__TASK PROMPT__
In the entries below, find each line with the word "Every" and pull it out.

__DATA TO PROCESS__
● ● ● ● ●

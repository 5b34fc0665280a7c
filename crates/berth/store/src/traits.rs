//! Repository interface for fleet records and pending allocations.

use async_trait::async_trait;
use berth_pool::PoolUsage;
use berth_types::{
    FleetRecord, FleetStatus, OwnerId, PendingAllocation, PlanId, RecordId, RuntimeId, SessionId,
};
use chrono::{DateTime, Duration, Utc};
use serde::{Deserialize, Serialize};

use crate::error::StoreResult;

/// Input for [`FleetStore::create_pending`].
#[derive(Debug, Clone, PartialEq, Eq)]
pub struct NewPending {
    pub session_id: SessionId,
    pub owner_id: OwnerId,
    pub plan: PlanId,
    pub created_at: DateTime<Utc>,
    pub expires_at: DateTime<Utc>,
}

/// Result of trying to take ownership of a confirmation.
#[derive(Debug, Clone, PartialEq, Eq)]
pub enum ClaimOutcome {
    /// This caller owns the confirmation and must drive it to an end state.
    Claimed(PendingAllocation),

    /// Already promoted; carries the resulting record.
    Consumed(FleetRecord),

    /// Another caller holds a live claim.
    InProgress(PendingAllocation),

    /// Failed or expired; nothing more will happen for this session.
    Closed(PendingAllocation),
}

/// Result of [`FleetStore::delete_or_mark_removed`].
#[derive(Debug, Clone, PartialEq, Eq)]
pub enum RemovalOutcome {
    /// This call removed the record and released its identity.
    Removed(FleetRecord),

    /// The record was already removed; nothing was released.
    AlreadyRemoved(FleetRecord),
}

impl RemovalOutcome {
    pub fn record(&self) -> &FleetRecord {
        match self {
            RemovalOutcome::Removed(record) | RemovalOutcome::AlreadyRemoved(record) => record,
        }
    }

    pub fn into_record(self) -> FleetRecord {
        match self {
            RemovalOutcome::Removed(record) | RemovalOutcome::AlreadyRemoved(record) => record,
        }
    }
}

/// Retry policy for optimistic transactions
#[derive(Debug, Clone, Copy, PartialEq, Eq, Serialize, Deserialize)]
#[serde(default)]
pub struct TransactionPolicy {
    /// Attempts before giving up with `TransactionAborted`.
    pub max_attempts: u32,
}

impl Default for TransactionPolicy {
    fn default() -> Self {
        Self { max_attempts: 100 }
    }
}

/// Durable repository of fleet state.
///
/// Every method is its own transaction boundary. Methods that touch
/// identities (reserve, assign, release) do so in the same transaction as
/// the row they write, so the uniqueness invariants hold across concurrent
/// callers and across processes sharing a backend.
#[async_trait]
pub trait FleetStore: Send + Sync {
    /// Reserve a fresh identity and record a pending allocation for it.
    async fn create_pending(&self, new: NewPending) -> StoreResult<PendingAllocation>;

    async fn get_pending(&self, session: &SessionId) -> StoreResult<Option<PendingAllocation>>;

    /// Allocations that still hold their identity.
    async fn list_open_pending(&self) -> StoreResult<Vec<PendingAllocation>>;

    /// Awaiting → Provisioning. A claim older than `lease` may be taken over.
    async fn claim_pending(
        &self,
        session: &SessionId,
        now: DateTime<Utc>,
        lease: Duration,
    ) -> StoreResult<ClaimOutcome>;

    /// Provisioning → Awaiting, keeping the reservation.
    async fn unclaim_pending(&self, session: &SessionId) -> StoreResult<()>;

    /// Assign the reserved identity and turn the allocation into a Running record.
    ///
    /// Fails with `NotFound` when there is no such allocation and with
    /// `AlreadyConsumed` when it was promoted before.
    async fn promote_pending_to_record(
        &self,
        session: &SessionId,
        runtime_id: RuntimeId,
        plan: PlanId,
        now: DateTime<Utc>,
    ) -> StoreResult<FleetRecord>;

    /// Release the reserved identity and mark the allocation Failed.
    async fn fail_pending(
        &self,
        session: &SessionId,
        reason: &str,
        now: DateTime<Utc>,
    ) -> StoreResult<PendingAllocation>;

    /// Expire allocations past their deadline and release their identities.
    ///
    /// Claims older than `lease` are treated as abandoned.
    async fn expire_pending(
        &self,
        now: DateTime<Utc>,
        lease: Duration,
    ) -> StoreResult<Vec<PendingAllocation>>;

    async fn get_by_id(&self, id: &RecordId) -> StoreResult<Option<FleetRecord>>;

    /// The live record with this name, or the most recent removed one.
    async fn get_by_name(&self, name: &str) -> StoreResult<Option<FleetRecord>>;

    async fn get_by_session(&self, session: &SessionId) -> StoreResult<Option<FleetRecord>>;

    /// Non-removed records of one owner, oldest first.
    async fn list_by_owner(&self, owner: OwnerId) -> StoreResult<Vec<FleetRecord>>;

    /// Every record, removed ones included, oldest first.
    async fn list_all(&self) -> StoreResult<Vec<FleetRecord>>;

    /// Compare-and-set a record's status.
    async fn update_status(
        &self,
        id: &RecordId,
        expected: FleetStatus,
        status: FleetStatus,
        now: DateTime<Utc>,
    ) -> StoreResult<FleetRecord>;

    /// Mark a record Removed and release its identity. Idempotent.
    async fn delete_or_mark_removed(
        &self,
        id: &RecordId,
        now: DateTime<Utc>,
    ) -> StoreResult<RemovalOutcome>;

    async fn pool_usage(&self) -> StoreResult<PoolUsage>;
}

● ● ● ● ●

__RESPONSE TO THIS EXERCISE__
/// Every method is its own transaction boundary. Methods that touch
    /// Every record, removed ones included, oldest first.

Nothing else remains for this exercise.